Guidance for the Closure of Concomitant PFO and ASA
The crucial step in device closure in patients with PFO concomitant with ASA is choosing the appropriate device, according to the stability of the ASA, the size of the PFO, and other complicated situations (such as ASD). When a simple PFO is concomitant with a stable ASA, a regular PFO occluder is appropriate; for a large PFO or an unstable ASA, a 30-mm or 35-mm PFO occluder or even an ASD occluder is recommended to overcome the residual shunt; for PFO concomitant with ASA with two perforations, more than one device for closure is required; for PFO concomitant with ASA with multiple perforations, device closure is not recommended, and surgery or lifelong anticoagulant serve as alternatives [87].

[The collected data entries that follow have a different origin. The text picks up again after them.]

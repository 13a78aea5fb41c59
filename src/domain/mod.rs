pub mod contact;
pub mod error;
pub mod project;
pub mod record;
pub mod route;
pub mod site;

pub use contact::*;
pub use error::*;
pub use project::*;
pub use record::*;
pub use route::*;
pub use site::*;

Device choice according to the ASA classification is also prudent [18]. For example, the asymmetric low-weight nitinol soft device Premere Occlusion System is used for 1R, 2L ASA; the standard symmetric full nitinol device Amplatzer PFO occluder is used for unidirectional and mild ASA (2RL or 2LR); the moderately stiff symmetric mixed nitinol/tissue device Biostar Occluder (NMT) or the Gore septal occluder is used for unidirectional and moderate ASA (3RL or 3LR); and the stiff symmetric full nitinol device ASD Cribriform occluder is used for bidirectional moderate ASA (3 RL or 3LR), in all cases of large ASA (4 RL or 4LR or 5).
TEE and intracardiac echocardiography are necessary to investigate the structure and severity of ASA in detail. To overcome the residual shunt after PFO closure in patients with ASA, the Amplatzer ASD occluder should be considered because of their self-centering characteristics [20, 88, 89]. The safety and efficiency of these devices have been verified in 160 patients with a low residual shunt rate (complete closure rate of 93.7% at 6 months), even with incomplete ASA coverage. The authors of that study have also suggested that a diameter ratio of the device and interatrial septum <0.8 is sufficient to cover ASA while minimizing the risk of erosion and interference of the atrioventricular valves [20].

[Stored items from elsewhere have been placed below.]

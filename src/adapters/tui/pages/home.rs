use ratatui::style::{Color, Modifier, Style};
use std::time::Duration;

use crate::adapters::tui::document::{Block, LinkTarget, TextLine};
use crate::application::motion::RevealStyle;
use crate::application::pages::{stagger, HomeContent, COMPETENCIES, HERO_PARALLAX_SPEEDS};
use crate::domain::Route;

const CHART_BACK: [&str; 5] = [
    "  ▂▃▅▆▇█▇▆▅▃▂  ",
    " ▁▂▃▄▅▆▇█▇▆▅▄▃ ",
    "▁▁▂▂▃▃▄▄▅▅▆▆▇▇█",
    "───────────────",
    " Q1  Q2  Q3  Q4",
];

const CHART_FRONT: [&str; 4] = [
    "   ●      ●    ",
    " ●   ●  ●   ●  ",
    "●      ●      ●",
    "───────────────",
];

fn fade_up(block: Block, index: usize) -> Block {
    block.reveal(RevealStyle::FadeUp, stagger(index))
}

fn chart(rows: &[&str], speed: f64) -> Block {
    Block::new(
        rows.iter()
            .map(|row| TextLine::raw(*row).style(Style::default().fg(Color::Cyan)))
            .collect(),
    )
    .parallax(speed)
    .indent(4)
}

pub fn blocks(content: &HomeContent) -> Vec<Block> {
    let heading = Style::default().add_modifier(Modifier::BOLD);
    let muted = Style::default().fg(Color::Gray);
    let link = Style::default().add_modifier(Modifier::UNDERLINED);

    let mut blocks = vec![
        // Hero
        fade_up(
            Block::text(TextLine::new(content.badge.to_uppercase()).style(muted)),
            0,
        ),
        fade_up(
            Block::new(vec![
                TextLine::new(content.headline[0]).style(heading),
                TextLine::new(format!("    {}", content.headline[1]))
                    .style(heading.add_modifier(Modifier::ITALIC)),
            ]),
            1,
        ),
        fade_up(Block::text(TextLine::new(content.tagline)), 2),
        fade_up(
            Block::text(TextLine::new("View Projects →").style(link))
                .link(LinkTarget::Route(Route::Projects))
                .gap(0),
            3,
        ),
        fade_up(
            Block::text(TextLine::new("Contact Me").style(link))
                .link(LinkTarget::Route(Route::Contact)),
            3,
        ),
        chart(&CHART_BACK, HERO_PARALLAX_SPEEDS[0]).gap(0),
        chart(&CHART_FRONT, HERO_PARALLAX_SPEEDS[1]).indent(10).gap(3),
        // About
        fade_up(
            Block::new(vec![
                TextLine::new(content.about_heading).style(heading),
                TextLine::new(content.about_lead).style(muted),
            ]),
            0,
        ),
        fade_up(
            Block::text(TextLine::new(content.about_quote).style(Style::default().add_modifier(Modifier::ITALIC))),
            1,
        ),
    ];

    for (index, pillar) in content.pillars.iter().enumerate() {
        blocks.push(fade_up(
            Block::new(vec![
                TextLine::new(pillar.title).style(heading),
                TextLine::new(pillar.body).style(muted),
            ])
            .indent(2),
            index + 2,
        ));
    }
    if let Some(last) = blocks.last_mut() {
        last.gap_after = 3;
    }

    // Competencies
    blocks.push(
        Block::new(vec![
            TextLine::new(content.competencies_heading).style(heading),
            TextLine::new(content.competencies_lead).style(muted),
        ])
        .reveal(RevealStyle::FadeIn, Duration::ZERO),
    );
    for (index, skill) in COMPETENCIES.iter().enumerate() {
        blocks.push(fade_up(
            Block::new(vec![
                TextLine::new(format!("{:02}  {}", index + 1, skill.title)).style(heading),
                TextLine::new(skill.description).style(muted),
            ])
            .indent(2),
            index,
        ));
    }
    if let Some(last) = blocks.last_mut() {
        last.gap_after = 3;
    }

    // Featured case study
    blocks.push(fade_up(
        Block::text(TextLine::new(content.featured_label.to_uppercase()).style(muted).centered()),
        0,
    ));
    blocks.push(fade_up(
        Block::text(TextLine::new(content.featured_title).style(heading).centered()),
        1,
    ));
    blocks.push(
        fade_up(
            Block::text(TextLine::new("View Case Study →").style(link).centered())
                .link(LinkTarget::Route(Route::Projects)),
            2,
        )
        .gap(3),
    );

    // Call to action
    blocks.push(fade_up(
        Block::text(TextLine::new(content.cta_heading).style(heading).centered()),
        0,
    ));
    blocks.push(fade_up(
        Block::text(TextLine::new(content.cta_body).style(muted).centered()),
        1,
    ));
    blocks.push(
        fade_up(
            Block::text(TextLine::new("Get in Touch →").style(link).centered())
                .link(LinkTarget::Route(Route::Contact)),
            2,
        )
        .gap(2),
    );

    blocks
}
use ratatui::style::{Color, Modifier, Style};

use crate::adapters::tui::document::{Block, LinkTarget, TextLine};
use crate::application::pages::{ProjectList, ProjectListView, EMPTY_PROJECTS_MESSAGE};
use crate::domain::{Project, Route};

pub fn blocks(list: &ProjectList) -> Vec<Block> {
    let mut blocks = vec![Block::new(vec![
        TextLine::new("Portfolio Projects").style(Style::default().add_modifier(Modifier::BOLD)),
        TextLine::new(
            "Explore a curated collection of data analysis projects showcasing methodologies, insights, and measurable outcomes.",
        )
        .style(Style::default().fg(Color::Gray)),
    ])
    .gap(2)];

    match list.view() {
        ProjectListView::Loading => {
            blocks.push(Block::text(
                TextLine::new("Loading projects...").style(Style::default().fg(Color::Gray)),
            ));
        }
        ProjectListView::Empty => {
            blocks.push(
                Block::text(
                    TextLine::new(EMPTY_PROJECTS_MESSAGE)
                        .style(Style::default().fg(Color::Gray))
                        .centered(),
                )
                .gap(2),
            );
        }
        ProjectListView::Failed(message) => {
            blocks.push(Block::new(vec![
                TextLine::new(message).style(Style::default().fg(Color::Red)),
                TextLine::new("Press r to try again.").style(Style::default().fg(Color::Gray)),
            ]));
        }
        ProjectListView::Cards(projects) => {
            for project in projects {
                blocks.extend(card(project));
            }
        }
    }

    blocks
}

fn card(project: &Project) -> Vec<Block> {
    let muted = Style::default().fg(Color::Gray);
    let mut lines = Vec::new();

    let date = project.date_display();
    if !date.is_empty() {
        lines.push(TextLine::new(date).style(muted));
    }
    lines.push(TextLine::new(project.display_name()).style(Style::default().add_modifier(Modifier::BOLD)));
    lines.push(TextLine::new(project.display_description()));
    if let Some(technologies) = project.technologies() {
        lines.push(TextLine::new(format!("Technologies: {technologies}")).style(muted));
    }
    lines.push(
        TextLine::new("View Details →").style(Style::default().add_modifier(Modifier::UNDERLINED)),
    );

    let has_url = project.external_url().is_some();
    let mut blocks = vec![Block::new(lines)
        .link(LinkTarget::Route(Route::ProjectDetail(project.id.clone())))
        .gap(if has_url { 0 } else { 2 })];

    if let Some(url) = project.external_url() {
        blocks.push(
            Block::text(TextLine::new("↗ Live Project").style(muted))
                .link(LinkTarget::External(url.to_string()))
                .gap(2),
        );
    }

    blocks
}

#[cfg(test)]
mod tests {
    use super::*;
    use crate::adapters::tui::document::Focus;
    use crate::application::AppError;
    use crate::ports::StoreError;

    fn project(id: &str, url: Option<&str>) -> Project {
        serde_json::from_value(serde_json::json!({
            "_id": id,
            "projectName": format!("Project {id}"),
            "projectUrl": url,
        }))
        .unwrap()
    }

    fn all_text(blocks: &[Block]) -> String {
        blocks
            .iter()
            .flat_map(|b| b.lines.iter().map(|l| l.text.clone()))
            .collect::<Vec<_>>()
            .join("\n")
    }

    #[test]
    fn test_empty_list_message() {
        let mut list = ProjectList::new();
        list.apply(Ok(vec![]));
        assert!(all_text(&blocks(&list)).contains(EMPTY_PROJECTS_MESSAGE));
    }

    #[test]
    fn test_cards_link_to_detail_routes() {
        let mut list = ProjectList::new();
        list.apply(Ok(vec![project("a", None), project("b", Some("https://example.com"))]));

        let links: Vec<Focus> = blocks(&list).into_iter().filter_map(|b| b.focus).collect();
        assert_eq!(
            links,
            vec![
                Focus::Link(LinkTarget::Route(Route::ProjectDetail("a".into()))),
                Focus::Link(LinkTarget::Route(Route::ProjectDetail("b".into()))),
                Focus::Link(LinkTarget::External("https://example.com".to_string())),
            ]
        );
    }

    #[test]
    fn test_missing_fields_render_placeholder() {
        let mut list = ProjectList::new();
        list.apply(Ok(vec![project("a", None)]));
        let text = all_text(&blocks(&list));
        assert!(text.contains("Project a"));
        assert!(text.contains("No data"));
    }

    #[test]
    fn test_failure_offers_retry() {
        let mut list = ProjectList::new();
        list.apply(Err(AppError::Store(StoreError::StoreUnavailable("down".to_string()))));
        assert!(all_text(&blocks(&list)).contains("Press r to try again."));
    }
}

In cases of percutaneous closure of PFO concomitant with ASA, the “stretching capability” of the PFO tunnel balloon sizing determined by the balloon is critical. When the “stretch diameter” of the PFO tunnel exceeds 13 mm, self-centering devices are superior to non-self-centering devices, because of their lower residual shunt rates [90].
Conclusions
The presence of ASA is associated with left atrial dysfunction, cryptogenic stroke, migraine, arterial embolism, and other cardiac abnormalities, thus complicating PFO closure. Because the benefit of PFO closure is greater in patients with rather than without ASA, PFO closure is necessary in certain patients with concurrent ASA. The anatomy of the ASA associated with PFO has critical effects on related complications after the closure procedure. The crucial step in device closure in patients with PFO concomitant with ASA is the choice of an appropriate device.